## Try it:
Could you find each line of the data below that contains the word "ZERO" and copy those lines?

Saved entries

//! Player that replays a history table onto live channels

use std::time::{Duration, Instant};

use crate::channel::{Channel, ChannelDirectory, Snapshot};
use crate::error::{ReplayError, Result};
use crate::history::HistoryTable;
use crate::timing::{ExecutionContext, Hold};

use super::types::{PlaybackReport, PlaybackState};

/// Replays recorded rows, then puts the machine back in its baseline state
///
/// Each row's values are written together and then held for the row's
/// duration. Whether playback finishes, is cancelled or fails part way, the
/// baseline snapshot is written back before [`Player::play`] returns. The
/// only exception is a table that fails validation, since nothing has been
/// written yet.
#[derive(Debug, Default)]
pub struct Player {
    /// Where the last (or current) playback got to
    state: PlaybackState,
    /// Snapshot to restore instead of the directory's baseline
    baseline: Option<Snapshot>,
}

impl Player {
    /// Create a player that restores the directory's registration baseline
    pub fn new() -> Self {
        Self::default()
    }

    /// Restore this snapshot instead of the directory's baseline
    pub fn with_baseline(mut self, baseline: Snapshot) -> Self {
        self.baseline = Some(baseline);
        self
    }

    /// Current playback state
    pub fn state(&self) -> PlaybackState {
        self.state
    }

    /// Play every row of `table` onto `channels`
    ///
    /// Blocks on `ctx` for each row's hold. Returns
    /// [`ReplayError::Aborted`] if `ctx` is cancelled, after the baseline
    /// has been restored.
    pub fn play(
        &mut self,
        table: &HistoryTable,
        channels: &ChannelDirectory,
        ctx: &dyn ExecutionContext,
    ) -> Result<PlaybackReport> {
        let started = Instant::now();
        self.state = PlaybackState::Validating;

        if let Err(e) = table.validate() {
            tracing::error!("Refusing to play history: {}", e);
            self.state = PlaybackState::Aborted;
            return Err(e);
        }

        if ctx.is_cancelled() {
            tracing::info!("Playback cancelled before the first row");
            self.state = PlaybackState::Aborted;
            return Err(ReplayError::Aborted { rows_applied: 0 });
        }

        tracing::info!(
            "Playing {} rows over {} channels ({} ms)",
            table.row_count(),
            table.channel_names().len(),
            table.total_duration().as_millis()
        );

        let mut report = PlaybackReport {
            rows_applied: 0,
            rows_total: table.row_count(),
            requested_hold: Duration::ZERO,
            elapsed: Duration::ZERO,
        };

        let outcome = self.run_rows(table, channels, ctx, &mut report);

        self.state = PlaybackState::Restoring;
        let baseline = self.baseline.as_ref().unwrap_or_else(|| channels.baseline());
        tracing::debug!("Restoring baseline for {} channels", baseline.len());
        let restored = channels.apply(baseline);

        report.elapsed = started.elapsed();

        match (outcome, restored) {
            (Ok(()), Ok(())) => {
                self.state = PlaybackState::Done;
                tracing::info!(
                    "Playback done: {} rows in {:?}",
                    report.rows_applied,
                    report.elapsed
                );
                Ok(report)
            }
            (Ok(()), Err(restore_err)) => {
                self.state = PlaybackState::Aborted;
                tracing::error!("Playback finished but restoring failed: {}", restore_err);
                Err(restore_err)
            }
            (Err(e), restored) => {
                self.state = PlaybackState::Aborted;
                if let Err(restore_err) = restored {
                    tracing::error!("Restoring after a failed playback also failed: {}", restore_err);
                }
                if e.is_aborted() {
                    tracing::warn!("Playback aborted after {} rows", report.rows_applied);
                } else {
                    tracing::error!("Playback failed after {} rows: {}", report.rows_applied, e);
                }
                Err(e)
            }
        }
    }

    fn run_rows(
        &mut self,
        table: &HistoryTable,
        channels: &ChannelDirectory,
        ctx: &dyn ExecutionContext,
        report: &mut PlaybackReport,
    ) -> Result<()> {
        self.state = PlaybackState::Running { row: 0 };

        // Every column is resolved before the first write, so a missing
        // channel never leaves a row half applied
        let targets = table
            .channel_names()
            .iter()
            .map(|name| channels.get(name).map(|channel| (name.as_str(), channel)))
            .collect::<Result<Vec<(&str, &dyn Channel)>>>()?;

        for (index, row) in table.rows().iter().enumerate() {
            if ctx.is_cancelled() {
                return Err(ReplayError::Aborted {
                    rows_applied: report.rows_applied,
                });
            }
            self.state = PlaybackState::Running { row: index };

            for ((name, channel), &value) in targets.iter().zip(&row.values) {
                channel
                    .write(value)
                    .map_err(|e| ReplayError::write_failed(*name, e))?;
            }
            report.rows_applied = index + 1;
            report.requested_hold += row.duration();

            tracing::trace!("Row {} applied, holding {} ms", index, row.duration_ms);

            if ctx.sleep(row.duration()) == Hold::Cancelled {
                return Err(ReplayError::Aborted {
                    rows_applied: report.rows_applied,
                });
            }
        }

        Ok(())
    }
}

## Output:
            requested_hold: Duration::ZERO,
            elapsed: Duration::ZERO,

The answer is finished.